# Worried about Western Isles



## bigdogsdevon (Apr 9, 2010)

We are due to go to the Western Isles on Monday and had planned to stay at Barra, Uist, Harris and then onto Syke. I am getting very worried as there appears to be a lot of negativity about motorhomers on the island. Has anyone been there recently and can advise??


----------



## fishy & Nina (Apr 10, 2010)

2 years ago it was fantastic - ferry prices kept the number of motorhomers down and there were no problems.

We travelled all the way up through the islands and found everyone very friendly and helpful.  However, in October (ish) 2008 the ferry prices were reduced by up to 50% and this had the effect of more people travelling to the islands.  Some areas were very busy with some people having little respect for their surroundings. 

I believe that the crofters have held meetings to see if they can invoke charges for people stopping in their motorhomes (they have charged £5 per night on Vatersay for some time) - I am not sure how this went, but I have also heard that stopping beside Barra Airport has now been stopped - this was one of the busiest places.

All this being said, it is a beautiful place and the people are very friendly.  I suspect that they have become victims of their own success and need to adjust things accordingly.

Hope that this helps a bit and that you enjoy your trip


----------



## Belgian (Apr 10, 2010)

*No worries*

We have a very distinguishest member overthere;
"Guernsey Donkey" he knows it al about the isles 
"Allo Donkey, are you awake" ?


----------



## sagart (Apr 11, 2010)

No problems here on Skye and people are amazingly cooperative if you need help.
Just been working on the Uists, Harris & Lewis and have had no problems though some areas, often overused in the past do have restrictions.
One on Harris, with superb views to Taransay, has been fenced off because motorhome and car owners were ignoring a "Do not park, soft ground" notice...so it pays to be cautious (and don't use cemetery or church carparks...the first is regarded as irreverent and the second may mean you are jammed in on a Sunday or if it's Communion Week!


----------



## Guernsey Donkey (Apr 11, 2010)

Belgian said:


> We have a very distinguishest member overthere;
> "Guernsey Donkey" he knows it al about the isles
> "Allo Donkey, are you awake" ?



Hi and yes I am awake - I update the Western Isles pages as soon as I get info through.
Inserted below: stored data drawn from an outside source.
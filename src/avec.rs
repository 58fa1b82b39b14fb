//! Convenience interfaces for common decoding patterns.
//!
//! A [`Decoder`] drives the finite-state machine of [`crate::sans`] from a
//! [`Source`] of bytes, keeping the table of active definitions and
//! collecting data messages into a [`Content`]. The functions in this module
//! decode whole documents from slices and readers:
//!
//! ```
//! let content = fitfile::avec::decode_slice(&data)?;
//!
//! for message in content.messages_of(20) {
//!     let heart_rate = message.value(3);
//! }
//! ```
//!
//! To inspect a document record by record, or to stop early, create a
//! [`Decoder`] and call [`Decoder::step`] or [`Decoder::run`].

use alloc::boxed::Box;

use thiserror::Error;

use crate::content::Content;

pub mod decoder;
pub mod error;
#[cfg(feature = "std")]
pub mod reader;
pub mod slice;

pub use decoder::{Decoder, State};
pub use error::{Error, ErrorKind};
#[cfg(feature = "std")]
pub use reader::decode as decode_reader;
pub use slice::decode as decode_slice;

/// An error reading from a [`Source`].
#[derive(Debug, Error)]
pub enum SourceError {
    /// The source was exhausted after supplying `read` bytes of the request.
    #[error("Source exhausted after {read} bytes of the request.")]
    EndOfStream { read: usize },
    /// The source failed for another reason.
    #[error("Source failed: {0}")]
    Failed(#[source] Box<dyn core::error::Error + Send + Sync>),
}

/// A sequential, forward-only source of bytes.
pub trait Source {
    /// Fill a buffer entirely with the next bytes of the source.
    ///
    /// Returns [`SourceError::EndOfStream`] if the source is exhausted first.
    fn fill_exact(&mut self, buf: &mut [u8]) -> Result<(), SourceError>;
}

impl<S: Source + ?Sized> Source for &mut S {
    fn fill_exact(&mut self, buf: &mut [u8]) -> Result<(), SourceError> {
        (**self).fill_exact(buf)
    }
}

/// Runtime options for a [`Decoder`].
#[derive(Debug, Clone, Copy, PartialEq, Eq)]
pub struct DecodeOptions {
    pub(crate) verify_header_checksum: bool,
    pub(crate) verify_file_checksum: bool,
}

impl Default for DecodeOptions {
    fn default() -> Self {
        Self::new()
    }
}

impl DecodeOptions {
    /// Options verifying both the header and the file checksums.
    pub const fn new() -> Self {
        Self {
            verify_header_checksum: true,
            verify_file_checksum: true,
        }
    }

    /// Compare a non-zero header CRC with the one calculated (default `true`).
    pub const fn verify_header_checksum(mut self, verify: bool) -> Self {
        self.verify_header_checksum = verify;
        self
    }

    /// Read the CRC following the records, if the source has one, and compare
    /// it with the one calculated (default `true`). A document ending with its
    /// records is accepted either way. When disabled, decoding ends after the
    /// last record and the CRC is left unread.
    pub const fn verify_file_checksum(mut self, verify: bool) -> Self {
        self.verify_file_checksum = verify;
        self
    }
}

/// Decode a document from a source.
pub fn decode<S: Source>(source: S) -> Result<Content, Error> {
    Decoder::new(source).decode()
}
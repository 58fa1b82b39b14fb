//! Errors occurring while decoding from a source.

use alloc::boxed::Box;
use core::fmt;

use thiserror::Error;

use crate::sans::{
    data::UnsupportedBaseType,
    header::{DocumentHeaderError, HeaderChecksumMismatch},
};

/// The cause of a decoding failure.
#[derive(Debug, Error)]
pub enum ErrorKind {
    /// Incorrect or incomplete file header.
    #[error("Incorrect file header: {0}")]
    MalformedHeader(#[from] DocumentHeaderError),
    /// Calculated and found header CRC values do not match.
    #[error("Calculated ({calculated:#06X}) and found ({found:#06X}) header CRC values do not match.")]
    HeaderChecksumMismatch { found: u16, calculated: u16 },
    /// The source ended inside a definition record.
    #[error("Definition record for local message type {local_message} is truncated.")]
    TruncatedDefinition { local_message: u8 },
    /// The source ended inside a data record, or before the declared number
    /// of record bytes (`local_message` is then unknown).
    #[error("Data record{} is truncated.", LocalMessage(.local_message))]
    TruncatedDataMessage { local_message: Option<u8> },
    /// A data record preceded any definition of its local message type.
    #[error("Found data for local message type {0} before its definition.")]
    UndefinedLocalMessageType(u8),
    /// A field declared an unknown base type.
    #[error("Unsupported base type ({0:#04X}).")]
    UnsupportedBaseType(u8),
    /// The source ended inside the file CRC.
    #[error("Unexpectedly reached the end of the source.")]
    UnexpectedEndOfStream,
    /// Calculated and found file CRC values do not match.
    #[error("Calculated ({calculated:#06X}) and found ({found:#06X}) file CRC values do not match.")]
    FileChecksumMismatch { found: u16, calculated: u16 },
    /// A record extended past the number of record bytes in the header.
    #[error("Records overran the declared data size ({consumed} of {declared} bytes).")]
    DataSizeExceeded { declared: u32, consumed: u64 },
    /// Decoding was stopped between records.
    #[error("Decoding was cancelled.")]
    Cancelled,
    /// The decoder already failed.
    #[error("Decoder halted after an earlier error.")]
    Halted,
    /// An error from the supplied source.
    #[error("Source failed: {0}")]
    Source(#[source] Box<dyn core::error::Error + Send + Sync>),
}

struct LocalMessage<'a>(&'a Option<u8>);

impl fmt::Display for LocalMessage<'_> {
    fn fmt(&self, f: &mut fmt::Formatter<'_>) -> fmt::Result {
        match self.0 {
            Some(local) => write!(f, " for local message type {local}"),
            None => Ok(()),
        }
    }
}

impl From<HeaderChecksumMismatch> for ErrorKind {
    fn from(err: HeaderChecksumMismatch) -> Self {
        let HeaderChecksumMismatch { found, calculated } = err;
        Self::HeaderChecksumMismatch { found, calculated }
    }
}

impl From<UnsupportedBaseType> for ErrorKind {
    fn from(err: UnsupportedBaseType) -> Self {
        Self::UnsupportedBaseType(err.0)
    }
}

/// Errors occurring while decoding from a source, with the position of the
/// failure.
#[derive(Debug)]
pub struct Error {
    pub kind: ErrorKind,
    /// Offset in the document of the header, record or CRC being decoded.
    pub offset: u64,
    /// Index of the record being decoded, if any.
    pub record: Option<usize>,
}

impl Error {
    pub fn new(kind: ErrorKind, offset: u64, record: Option<usize>) -> Self {
        Self {
            kind,
            offset,
            record,
        }
    }

    pub fn kind(&self) -> &ErrorKind {
        &self.kind
    }
}

impl fmt::Display for Error {
    fn fmt(&self, f: &mut fmt::Formatter<'_>) -> fmt::Result {
        match self.record {
            Some(record) => write!(f, "{} (record {record} at byte {})", self.kind, self.offset),
            None => write!(f, "{} (at byte {})", self.kind, self.offset),
        }
    }
}

impl core::error::Error for Error {
    fn source(&self) -> Option<&(dyn core::error::Error + 'static)> {
        Some(&self.kind)
    }
}
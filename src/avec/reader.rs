//! Reader-based decoder implementation.
//!
//! _Requires Cargo feature `std`._

use std::{boxed::Box, io::Read};

use crate::content::Content;

use super::{Decoder, Error, Source, SourceError};

extern crate std;

/// A [`Source`] pulling bytes from a reader.
///
/// Reads are not buffered. Wrap unbuffered readers, such as files, in a
/// [`std::io::BufReader`] first.
///
/// _Requires Cargo feature `std`._
#[derive(Debug)]
pub struct IoSource<R> {
    inner: R,
}

impl<R: Read> IoSource<R> {
    pub fn new(inner: R) -> Self {
        Self { inner }
    }

    pub fn get_ref(&self) -> &R {
        &self.inner
    }

    pub fn into_inner(self) -> R {
        self.inner
    }
}

impl<R: Read> Source for IoSource<R> {
    fn fill_exact(&mut self, buf: &mut [u8]) -> Result<(), SourceError> {
        let mut read = 0;

        while read < buf.len() {
            match self.inner.read(&mut buf[read..]) {
                Ok(0) => return Err(SourceError::EndOfStream { read }),
                Ok(n) => read += n,
                Err(e) if e.kind() == std::io::ErrorKind::Interrupted => {}
                Err(e) => return Err(SourceError::Failed(Box::new(e))),
            }
        }

        Ok(())
    }
}

/// Decode a document from a reader.
///
/// The reader is left positioned after the file CRC.
///
/// This method is also re-exported as `fitfile::avec::decode_reader`.
///
/// _Requires Cargo feature `std`._
pub fn decode(r: &mut impl Read) -> Result<Content, Error> {
    Decoder::new(IoSource::new(r)).decode()
}

#[cfg(test)]
mod tests {
    use std::io;

    use super::*;

    /// Reader yielding one byte per call, interrupting every other call.
    struct Trickle<'a> {
        data: &'a [u8],
        interrupt: bool,
    }

    impl Read for Trickle<'_> {
        fn read(&mut self, buf: &mut [u8]) -> io::Result<usize> {
            self.interrupt = !self.interrupt;
            if self.interrupt {
                return Err(io::ErrorKind::Interrupted.into());
            }

            let Some((first, rest)) = self.data.split_first() else {
                return Ok(0);
            };

            buf[0] = *first;
            self.data = rest;
            Ok(1)
        }
    }

    #[test]
    fn fill_across_short_reads() {
        let mut source = IoSource::new(Trickle {
            data: &[1, 2, 3],
            interrupt: false,
        });

        let mut buf = [0; 2];
        source.fill_exact(&mut buf).unwrap();
        assert_eq!(buf, [1, 2]);

        let mut buf = [0; 2];
        assert!(matches!(
            source.fill_exact(&mut buf),
            Err(SourceError::EndOfStream { read: 1 })
        ));
    }

    #[test]
    fn reader_failure() {
        struct Broken;

        impl Read for Broken {
            fn read(&mut self, _: &mut [u8]) -> io::Result<usize> {
                Err(io::Error::other("unplugged"))
            }
        }

        let mut source = IoSource::new(Broken);
        assert!(matches!(
            source.fill_exact(&mut [0; 1]),
            Err(SourceError::Failed(_))
        ));
    }
}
I have been so concerned about recent posts on this site and letters in MMM that I have emailed Barra Press and the Barra community web site asking for a statement regarding campers on the Island, the main question I asked was are M/Hs and campervans welcome. Tomorrow I will asking the local MP for his comments on the situation.

Guernsey Donkey


----------



## Guernsey Donkey (Apr 11, 2010)

sagart said:


> No problems here on Skye and people are amazingly cooperative if you need help.



Come on Sagart - Thou shalt not covert Barras visitors


----------



## sagart (Apr 11, 2010)

Mo chreach!


----------



## Guernsey Donkey (Apr 11, 2010)

The latest on Barra as of 11-04-10  19:59   Camping and Caravan Site | Isle of Barra

Guernsey Donkey


----------



## Braighe (Apr 11, 2010)

bigdogsdevon said:


> We are due to go to the Western Isles on Monday and had planned to stay at Barra, Uist, Harris and then onto Syke. I am getting very worried as there appears to be a lot of negativity about motorhomers on the island. Has anyone been there recently and can advise??



Hi!
I wouldn't worry too much about going to the Western Isles and wildcamping provided you use commonsense where you park.

Large numbers of motorhomes congesting an area are not what wildcamping is about. If that is the type of motorhoming you require - camp on a camp site.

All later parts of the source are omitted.